Obsessiv überzeugt von der eigenen Überlegenheit, instabil, weil allein auf der Basis dieses Überlegenheitsgefühls handelnd, und gleichgültig gegenüber der Realität – auf wen treffen diese drei Merkmale zu? Man lasse den Scheinwerfer über die deutsche Szenerie streifen. Grün? Rot? Gelb? Schwarz? Blau oder bunt? Die Beschreibung trifft auf erstaunlich viele Akteure links wie rechts zu (männlich, weiblich, divers), und diese sind zu finden unter Rassisten wie auch Antirassisten; unter Umvolkungsfantasierern von der AfD wie Flüchtlingsrettern im Mittelmeer; Klimaleugnern wie Trans- und Schwulenhassern. Überall Neo-Autoritäre.

George Orwell (1903–1950), hellsichtiger Meister der Gesellschaftsanalyse, sah 1945 die Kraft vor sich, die die Welt gerade in den Abgrund geführt hatte – den deutschen Nationalismus. Dessen Kämpfer hatten obsessiv die Überlegenheit ihrer Nation propagiert und den großen Krieg begonnen – unversöhnlich, selbstbezogen, aufklärungsresistent, moralisch verpanzert, autoritär und taub für störende Argumente. Orwell entdeckte, dass all diese Merkmale durchaus nicht nur auf Nationalisten zutreffen. Vom eigenen Wert überzeugte Intellektuelle hält er für besonders verführbar.

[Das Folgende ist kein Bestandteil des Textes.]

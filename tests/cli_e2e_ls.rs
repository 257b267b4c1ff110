//! End-to-end tests for the `nbcollection ls` command.

mod common;
use common::prelude::*;

#[test]
fn test_ls_help() {
    let mut cmd = cargo_bin_cmd!("nbcollection");
    cmd.arg("ls")
        .arg("--help")
        .assert()
        .success()
        .stdout(predicate::str::contains(
            "List the categories and notebooks that would be built",
        ));
}

#[test]
fn test_ls_lists_categories_in_walk_order() {
    let fixture = TestFixture::new()
        .with_category("nbs", "zeta", &["b.ipynb", "a.ipynb"])
        .with_category("nbs", "group/alpha", &["x.ipynb"]);

    fixture
        .command()
        .arg("ls")
        .arg("-c")
        .arg(fixture.collection("nbs"))
        .assert()
        .success()
        .stdout(predicate::str::is_match(r"(?s)nbs/zeta\n  a\.ipynb\n  b\.ipynb\nnbs/alpha\n  x\.ipynb").unwrap())
        .stdout(predicate::str::contains("2 category(ies), 3 notebook(s)"));
}

#[test]
fn test_ls_comma_separated_collections_and_category_filter() {
    let fixture = TestFixture::new()
        .with_category("one", "spectra", &["a.ipynb"])
        .with_category("two", "imaging", &["b.ipynb"]);
    let collections = format!(
        "{},{}",
        fixture.collection("one").display(),
        fixture.collection("two").display()
    );

    fixture
        .command()
        .arg("ls")
        .arg("-c")
        .arg(&collections)
        .arg("--category")
        .arg("imaging")
        .assert()
        .success()
        .stdout(predicate::str::contains("two/imaging"))
        .stdout(predicate::str::contains("one/spectra").not());
}

#[test]
fn test_ls_json() {
    let fixture = TestFixture::new().with_category("nbs", "spectra", &["a.ipynb"]);

    let output = fixture
        .command()
        .arg("ls")
        .arg("-c")
        .arg(fixture.collection("nbs"))
        .arg("--json")
        .output()
        .unwrap();

    assert!(output.status.success());
    let value: serde_json::Value = serde_json::from_slice(&output.stdout).unwrap();
    assert_eq!(value[0]["collection"], "nbs");
    assert_eq!(value[0]["category"], "spectra");
    assert_eq!(value[0]["notebooks"][0], "a.ipynb");
}

#[test]
fn test_ls_tree() {
    let fixture = TestFixture::new().with_category("nbs", "spectra", &["a.ipynb"]);

    fixture
        .command()
        .arg("ls")
        .arg("-c")
        .arg(fixture.collection("nbs"))
        .arg("--tree")
        .assert()
        .success()
        .stdout(predicate::str::contains("collections"))
        .stdout(predicate::str::contains("spectra"))
        .stdout(predicate::str::contains("a.ipynb"));
}

#[test]
fn test_ls_respects_root_gitignore() {
    let fixture = TestFixture::new()
        .with_category("nbs", "spectra", &["a.ipynb"])
        .with_category("nbs", "drafts", &["d.ipynb"])
        .with_file("nbs/.gitignore", "# scratch work\ndrafts/\n");

    fixture
        .command()
        .arg("ls")
        .arg("-c")
        .arg(fixture.collection("nbs"))
        .assert()
        .success()
        .stdout(predicate::str::contains("nbs/spectra"))
        .stdout(predicate::str::contains("drafts").not());
}

#[test]
fn test_ls_missing_requirements_fails() {
    let fixture = TestFixture::new().with_file("nbs/spectra/a.ipynb", "{}");

    fixture
        .command()
        .arg("ls")
        .arg("-c")
        .arg(fixture.collection("nbs"))
        .assert()
        .failure()
        .stderr(predicate::str::contains("missing requirements file"));
}

#[test]
fn test_ls_wildcard_ignore_rule_fails() {
    let fixture = TestFixture::new()
        .with_category("nbs", "spectra", &["a.ipynb"])
        .with_file("nbs/.gitignore", "*.log\n");

    fixture
        .command()
        .arg("ls")
        .arg("-c")
        .arg(fixture.collection("nbs"))
        .assert()
        .failure()
        .stderr(predicate::str::contains("wildcard patterns are not supported"));
}

#[test]
fn test_ls_collections_from_config_file() {
    let fixture = TestFixture::new()
        .with_category("nbs", "spectra", &["a.ipynb"])
        .with_config("collections:\n  - nbs\n");

    fixture
        .command()
        .arg("ls")
        .assert()
        .success()
        .stdout(predicate::str::contains("nbs/spectra"));
}

#[test]
fn test_ls_without_collections_fails() {
    let fixture = TestFixture::new();

    fixture
        .command()
        .arg("ls")
        .assert()
        .failure()
        .stderr(predicate::str::contains("No collections given"));
}

#[test]
fn test_ls_config_path_from_env() {
    let fixture = TestFixture::new()
        .with_category("nbs", "spectra", &["a.ipynb"])
        .with_file("conf/nb.yaml", "collections:\n  - nbs\ncategories:\n  - spectra\n");

    fixture
        .command()
        .env("NBCOLLECTION_CONFIG", fixture.path().join("conf/nb.yaml"))
        .arg("ls")
        .assert()
        .success()
        .stdout(predicate::str::contains("nbs/spectra"));
}
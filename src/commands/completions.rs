//! Completions command implementation
//!
//! Prints a completion script for the requested shell to stdout:
//!
//! ```bash
//! nbcollection completions bash > ~/.local/share/bash-completion/completions/nbcollection
//! nbcollection completions zsh > ~/.zfunc/_nbcollection
//! ```

use std::io;

use anyhow::Result;
use clap::{Args, CommandFactory};
use clap_complete::{generate, Shell};

use crate::cli::Cli;

/// Generate shell completion scripts
#[derive(Args, Debug)]
pub struct CompletionsArgs {
    /// The shell to generate completions for
    #[arg(value_enum)]
    pub shell: Shell,
}

/// Execute the `completions` command.
pub fn execute(args: CompletionsArgs) -> Result<()> {
    let mut cmd = Cli::command();
    let name = cmd.get_name().to_string();
    generate(args.shell, &mut cmd, name, &mut io::stdout());
    Ok(())
}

George Orwell ist heute weltbekannt wegen seiner Werke „Farm der Tiere“ (1945) und „1984“ von 1949. Sie beschreiben, wie Gesellschaften unter lockenden Losungen ins Schreckliche driften. Jedoch fand sein 1945 veröffentlichter Essay „Über Nationalismus“ wenig Beachtung. Auf Deutsch erschien er erst 2020, und selbst zu dieser Zeit blieben Aktualität und Brisanz unerkannt. Womöglich irritierte Orwells weit gefasster Begriff vom Nationalismus.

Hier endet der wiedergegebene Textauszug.